You absolutely love your Daddy. You like to yell things to him in your BIG MAN voice. “AYY DAD!!”, “DOP (stop) DAD!!”, and of course all the loony lion roaring. You rough house, and joke with him. You love to read the Jesus Storybook Bible with him. I think he’s your favorite of the 2 of us. (not easy to admit) img_20160928_145728146

Kid, you are SO LOVED. This has taken me hours longer to write than I anticipated. One, because I didn’t do a “first year” one, so I’ve kinda mushed that into your 2nd year one… and Two, because as I look through all these pictures, there is just so much to reminisce.

You have taught me so much in the short 2 years you’ve been here. There are so many things I love about you. Thank you for making me smile every day.

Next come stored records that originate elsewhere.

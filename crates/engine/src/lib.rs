//! Transaction sync and savings-rule pipeline.
//!
//! The [`Engine`] pulls transactions from a bank-data [`Aggregator`] page by
//! page, categorizes them through the [`Categorizer`], stores them, and runs
//! each settled transaction through the owner's savings [`Rule`]s. Every
//! `(rule, transaction)` pair executes at most once. The [`SyncWorker`]
//! drives the engine in the background.

pub use accounts::{Account, AccountType};
pub use aggregator::{
    Aggregator, AggregatorAccount, AggregatorError, AggregatorTransaction, SandboxAggregator,
    TokenExchange, TransactionSyncPage,
};
pub use categories::Category;
pub use categorizer::{
    CategorizationRequest, CategorizationResponse, Categorizer, CategorizerConfig,
    CategorizerError, Classifier, ClassifierError, Confidence, MAX_WORKERS,
};
pub use commands::NewRule;
pub use error::{EngineError, SyncError};
pub use items::Item;
pub use money::MoneyCents;
pub use notifier::{Delivery, LogNotifier, Notification, Notifier, NotifierError};
pub use ops::{
    BackgroundSync, Engine, EngineBuilder, ExecutionOutcome, LinkedItem, RuleEvaluation,
};
pub use rule_executions::{ExecutionStatus, RuleExecution};
pub use rules::{Rule, RuleAction, RuleCondition};
pub use savings_transfers::{SavingsTransfer, TransferStatus};
pub use sync_cursors::SyncStatus;
pub use transactions::Transaction;
pub use worker::{CycleReport, SyncWorker, SyncWorkerConfig};

mod accounts;
mod aggregator;
mod categories;
mod categorizer;
mod commands;
mod error;
mod items;
mod money;
mod notifier;
mod ops;
mod rule_executions;
mod rules;
mod savings_transfers;
mod sync_cursors;
mod transactions;
mod worker;

type ResultEngine<T> = Result<T, EngineError>;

Thank you for your silly dances, that can make me smile no matter how I’m feeling. Thank you for showing me how important it is to take in each moment, and hold it close. Talking to a friend the other day, I realized this is the first time I’ve had the chance to enjoy this age without having a newborn. Kilo was 21 months when Mar was born. Mar was 21 months when you were born. Now you’re 24 months and I get to watch every moment a little more closely than I have before.

I make mistakes daily. I’m trying to teach you to love Jesus, but some days I’m a horrible example of His grace. Despite that, I hope you always know that I love you so fiercely. I always will. I will always do my best for you. Please forgive me when I fail. I hope and pray that you will always see me as a safe place. I pray you realize the amazing forgiveness and grace of Jesus at a young age, and that you walk in his ways throughout your life. I love you, son.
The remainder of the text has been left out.